[Mesa-dev] [PATCH 2/2] radeonsi: Implement DMA blit

Sun Mar 16 18:33:35 PDT 2014

Thanks for doing this! I have some comments...

1) As of SI, the maximum supported size for dword-aligned L2L, L2T,
and T2L copies is 0xffff8. The maximum supported size for byte-aligned
L2L copies is 0xfffe0. I'd like to have proper definitions for this,
e.g.
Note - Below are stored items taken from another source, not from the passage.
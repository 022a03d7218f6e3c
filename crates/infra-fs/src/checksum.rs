//! SHA-256 content digests
//!
//! Resource hashes are the bare lowercase hex encoding of the SHA-256
//! digest of the exact bytes stored on disk.

use sha2::{Digest, Sha256};
use std::path::Path;

/// Compute the hex-encoded SHA-256 digest of raw bytes.
pub fn compute_content_checksum(content: &[u8]) -> String {
    let mut hasher = Sha256::new();
    hasher.update(content);
    format!("{:x}", hasher.finalize())
}

/// Compute the hex-encoded SHA-256 digest of a file's contents.
///
/// # Errors
///
/// Returns an error if the file cannot be read.
pub fn compute_file_checksum(path: &Path) -> std::io::Result<String> {
    let content = std::fs::read(path)?;
    Ok(compute_content_checksum(&content))
}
SI_DMA_COPY_MAX_SIZE and SI_DMA_COPY_MAX_SIZE_DW. All occurrences
of 0x000fffff should be replaced appropriately.

Now the cosmetic stuff.

2) This is quite a lot of code, so I'd like all of this to be in a
separate file, e.g. si_dma.c.

3) r600/si_need_cs_space could be moved to drivers/radeon.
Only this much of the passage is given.